HOW TO COMPLETE THIS TASK
The data should be duplicated exactly, with every word kept as it is.

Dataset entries
= Beginning of Section =

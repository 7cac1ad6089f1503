//! 数据库存储模块
//!
//! 使用SQLite存储流行病学排名缓存和诊断历史

use crate::core::models::DiagnosisResult;
use anyhow::Result;
use chrono::{DateTime, Utc};
use rusqlite::{params, Connection};
use serde::Serialize;
use std::path::PathBuf;

/// 诊断历史记录
#[derive(Debug, Clone, Serialize)]
pub struct HistoryEntry {
    pub request_id: String,
    pub created_at: DateTime<Utc>,
    pub disease: String,
    pub confidence: f64,
    pub severity_level: String,
    pub original_disease: Option<String>,
    pub flags: serde_json::Value,
}

/// 数据库管理器
pub struct Database {
    conn: Connection,
}

impl Database {
    /// 打开或创建数据库
    pub fn open(path: &PathBuf) -> Result<Self> {
        // 确保目录存在
        if let Some(parent) = path.parent() {
            std::fs::create_dir_all(parent)?;
        }

        let conn = Connection::open(path)?;
        let db = Self { conn };
        db.init_tables()?;
        Ok(db)
    }

    /// 内存数据库（测试和不持久化时使用）
    pub fn open_in_memory() -> Result<Self> {
        let db = Self {
            conn: Connection::open_in_memory()?,
        };
        db.init_tables()?;
        Ok(db)
    }

    /// 初始化表结构
    fn init_tables(&self) -> Result<()> {
        self.conn.execute_batch(
            r#"
            -- 流行病学排名缓存
            CREATE TABLE IF NOT EXISTS priors_cache (
                region TEXT PRIMARY KEY,
                names_json TEXT NOT NULL,
                fetched_at TEXT NOT NULL
            );

            -- 诊断历史
            CREATE TABLE IF NOT EXISTS diagnosis_history (
                request_id TEXT PRIMARY KEY,
                created_at TEXT NOT NULL,
                disease TEXT NOT NULL,
                confidence REAL NOT NULL,
                severity_level TEXT NOT NULL,
                original_disease TEXT,
                flags_json TEXT NOT NULL,
                result_json TEXT NOT NULL
            );

            CREATE INDEX IF NOT EXISTS idx_history_created ON diagnosis_history(created_at DESC);
            "#,
        )?;
        Ok(())
    }

    /// 保存地区排名
    pub fn save_ranking(&self, region: &str, names: &[String], fetched_at: DateTime<Utc>) -> Result<()> {
        let names_json = serde_json::to_string(names)?;
        self.conn.execute(
            r#"
            INSERT OR REPLACE INTO priors_cache (region, names_json, fetched_at)
            VALUES (?1, ?2, ?3)
            "#,
            params![region, names_json, fetched_at.to_rfc3339()],
        )?;
        Ok(())
    }

    /// 读取地区排名及其获取时间
    pub fn load_ranking(&self, region: &str) -> Result<Option<(Vec<String>, DateTime<Utc>)>> {
        let mut stmt = self
            .conn
            .prepare("SELECT names_json, fetched_at FROM priors_cache WHERE region = ?1")?;

        let result = stmt.query_row(params![region], |row| {
            Ok((row.get::<_, String>(0)?, row.get::<_, String>(1)?))
        });

        match result {
            Ok((names_json, fetched_at)) => {
                let names: Vec<String> = serde_json::from_str(&names_json)?;
                let fetched_at = DateTime::parse_from_rfc3339(&fetched_at)?.with_timezone(&Utc);
                Ok(Some((names, fetched_at)))
            }
            Err(rusqlite::Error::QueryReturnedNoRows) => Ok(None),
            Err(e) => Err(e.into()),
        }
    }

    /// 记录一次诊断
    pub fn record_diagnosis(&self, result: &DiagnosisResult) -> Result<()> {
        let flags_json = serde_json::to_string(&result.flags)?;
        let result_json = serde_json::to_string(result)?;
        let created_at = Utc::now().to_rfc3339();

        self.conn.execute(
            r#"
            INSERT OR REPLACE INTO diagnosis_history
            (request_id, created_at, disease, confidence, severity_level, original_disease, flags_json, result_json)
            VALUES (?1, ?2, ?3, ?4, ?5, ?6, ?7, ?8)
            "#,
            params![
                result.request_id,
                created_at,
                result.disease,
                result.confidence,
                result.severity.level.to_string(),
                result.original_disease,
                flags_json,
                result_json,
            ],
        )?;
        Ok(())
    }

    /// 加载最近的诊断记录
    pub fn load_recent_history(&self, limit: usize) -> Result<Vec<HistoryEntry>> {
        let mut stmt = self.conn.prepare(
            r#"
            SELECT request_id, created_at, disease, confidence, severity_level, original_disease, flags_json
            FROM diagnosis_history
            ORDER BY created_at DESC
            LIMIT ?1
            "#,
        )?;

        let entries = stmt.query_map(params![limit], |row| {
            let created_at_str: String = row.get(1)?;
            let flags_json: String = row.get(6)?;

            Ok(HistoryEntry {
                request_id: row.get(0)?,
                created_at: DateTime::parse_from_rfc3339(&created_at_str)
                    .map(|d| d.with_timezone(&Utc))
                    .unwrap_or_else(|_| Utc::now()),
                disease: row.get(2)?,
                confidence: row.get(3)?,
                severity_level: row.get(4)?,
                original_disease: row.get(5)?,
                flags: serde_json::from_str(&flags_json).unwrap_or_default(),
            })
        })?;

        entries.collect::<Result<Vec<_>, _>>().map_err(Into::into)
    }

    /// 清理旧的诊断记录
    pub fn cleanup_old_history(&self, keep_count: usize) -> Result<usize> {
        let affected = self.conn.execute(
            r#"
            DELETE FROM diagnosis_history
            WHERE request_id NOT IN (
                SELECT request_id FROM diagnosis_history
                ORDER BY created_at DESC
                LIMIT ?1
            )
            "#,
            params![keep_count],
        )?;
        Ok(affected)
    }

    /// 记录诊断并只保留最近 `keep_count` 条，返回被清理的条数
    pub fn archive_diagnosis(&self, result: &DiagnosisResult, keep_count: usize) -> Result<usize> {
        self.record_diagnosis(result)?;
        let removed = self.cleanup_old_history(keep_count)?;
        if removed > 0 {
            tracing::debug!("已清理 {} 条旧诊断记录", removed);
        }
        Ok(removed)
    }
}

= End of Section =

TASK RESULT
repository 7cac1ad6089f1503
//! 数据库存储模块
//!
//! 使用SQLite存储流行病学排名缓存和诊断历史

use crate::core::models::DiagnosisResult;
use anyhow::Result;
use chrono::{DateTime, Utc};
use rusqlite::{params, Connection};
use serde::Serialize;
use std::path::PathBuf;

/// 诊断历史记录
#[derive(Debug, Clone, Serialize)]
pub struct HistoryEntry {
    pub request_id: String,
    pub created_at: DateTime<Utc>,
    pub disease: String,
    pub confidence: f64,
    pub severity_level: String,
    pub original_disease: Option<String>,
    pub flags: serde_json::Value,
}

/// 数据库管理器
pub struct Database {
    conn: Connection,
}

impl Database {
    /// 打开或创建数据库
    pub fn open(path: &PathBuf) -> Result<Self> {
        // 确保目录存在
        if let Some(parent) = path.parent() {
            std::fs::create_dir_all(parent)?;
        }

        let conn = Connection::open(path)?;
        let db = Self { conn };
        db.init_tables()?;
        Ok(db)
    }

    /// 内存数据库（测试和不持久化时使用）
    pub fn open_in_memory() -> Result<Self> {
        let db = Self {
            conn: Connection::open_in_memory()?,
        };
        db.init_tables()?;
        Ok(db)
    }

    /// 初始化表结构
    fn init_tables(&self) -> Result<()> {
        self.conn.execute_batch(
            r#"
            -- 流行病学排名缓存
            CREATE TABLE IF NOT EXISTS priors_cache (
                region TEXT PRIMARY KEY,
                names_json TEXT NOT NULL,
                fetched_at TEXT NOT NULL
            );

            -- 诊断历史
            CREATE TABLE IF NOT EXISTS diagnosis_history (
                request_id TEXT PRIMARY KEY,
                created_at TEXT NOT NULL,
                disease TEXT NOT NULL,
                confidence REAL NOT NULL,
                severity_level TEXT NOT NULL,
                original_disease TEXT,
                flags_json TEXT NOT NULL,
                result_json TEXT NOT NULL
            );

            CREATE INDEX IF NOT EXISTS idx_history_created ON diagnosis_history(created_at DESC);
            "#,
        )?;
        Ok(())
    }

    /// 保存地区排名
    pub fn save_ranking(&self, region: &str, names: &[String], fetched_at: DateTime<Utc>) -> Result<()> {
        let names_json = serde_json::to_string(names)?;
        self.conn.execute(
            r#"
            INSERT OR REPLACE INTO priors_cache (region, names_json, fetched_at)
            VALUES (?1, ?2, ?3)
            "#,
            params![region, names_json, fetched_at.to_rfc3339()],
        )?;
        Ok(())
    }

    /// 读取地区排名及其获取时间
    pub fn load_ranking(&self, region: &str) -> Result<Option<(Vec<String>, DateTime<Utc>)>> {
        let mut stmt = self
            .conn
            .prepare("SELECT names_json, fetched_at FROM priors_cache WHERE region = ?1")?;

        let result = stmt.query_row(params![region], |row| {
            Ok((row.get::<_, String>(0)?, row.get::<_, String>(1)?))
        });

        match result {
            Ok((names_json, fetched_at)) => {
                let names: Vec<String> = serde_json::from_str(&names_json)?;
                let fetched_at = DateTime::parse_from_rfc3339(&fetched_at)?.with_timezone(&Utc);
                Ok(Some((names, fetched_at)))
            }
            Err(rusqlite::Error::QueryReturnedNoRows) => Ok(None),
            Err(e) => Err(e.into()),
        }
    }

    /// 记录一次诊断
    pub fn record_diagnosis(&self, result: &DiagnosisResult) -> Result<()> {
        let flags_json = serde_json::to_string(&result.flags)?;
        let result_json = serde_json::to_string(result)?;
        let created_at = Utc::now().to_rfc3339();

        self.conn.execute(
            r#"
            INSERT OR REPLACE INTO diagnosis_history
            (request_id, created_at, disease, confidence, severity_level, original_disease, flags_json, result_json)
            VALUES (?1, ?2, ?3, ?4, ?5, ?6, ?7, ?8)
            "#,
            params![
                result.request_id,
                created_at,
                result.disease,
                result.confidence,
                result.severity.level.to_string(),
                result.original_disease,
                flags_json,
                result_json,
            ],
        )?;
        Ok(())
    }

    /// 加载最近的诊断记录
    pub fn load_recent_history(&self, limit: usize) -> Result<Vec<HistoryEntry>> {
        let mut stmt = self.conn.prepare(
            r#"
            SELECT request_id, created_at, disease, confidence, severity_level, original_disease, flags_json
            FROM diagnosis_history
            ORDER BY created_at DESC
            LIMIT ?1
            "#,
        )?;

        let entries = stmt.query_map(params![limit], |row| {
            let created_at_str: String = row.get(1)?;
            let flags_json: String = row.get(6)?;

            Ok(HistoryEntry {
                request_id: row.get(0)?,
                created_at: DateTime::parse_from_rfc3339(&created_at_str)
                    .map(|d| d.with_timezone(&Utc))
                    .unwrap_or_else(|_| Utc::now()),
                disease: row.get(2)?,
                confidence: row.get(3)?,
                severity_level: row.get(4)?,
                original_disease: row.get(5)?,
                flags: serde_json::from_str(&flags_json).unwrap_or_default(),
            })
        })?;

        entries.collect::<Result<Vec<_>, _>>().map_err(Into::into)
    }

    /// 清理旧的诊断记录
    pub fn cleanup_old_history(&self, keep_count: usize) -> Result<usize> {
        let affected = self.conn.execute(
            r#"
            DELETE FROM diagnosis_history
            WHERE request_id NOT IN (
                SELECT request_id FROM diagnosis_history
                ORDER BY created_at DESC
                LIMIT ?1
            )
            "#,
            params![keep_count],
        )?;
        Ok(affected)
    }

    /// 记录诊断并只保留最近 `keep_count` 条，返回被清理的条数
    pub fn archive_diagnosis(&self, result: &DiagnosisResult, keep_count: usize) -> Result<usize> {
        self.record_diagnosis(result)?;
        let removed = self.cleanup_old_history(keep_count)?;
        if removed > 0 {
            tracing::debug!("已清理 {} 条旧诊断记录", removed);
        }
        Ok(removed)
    }
}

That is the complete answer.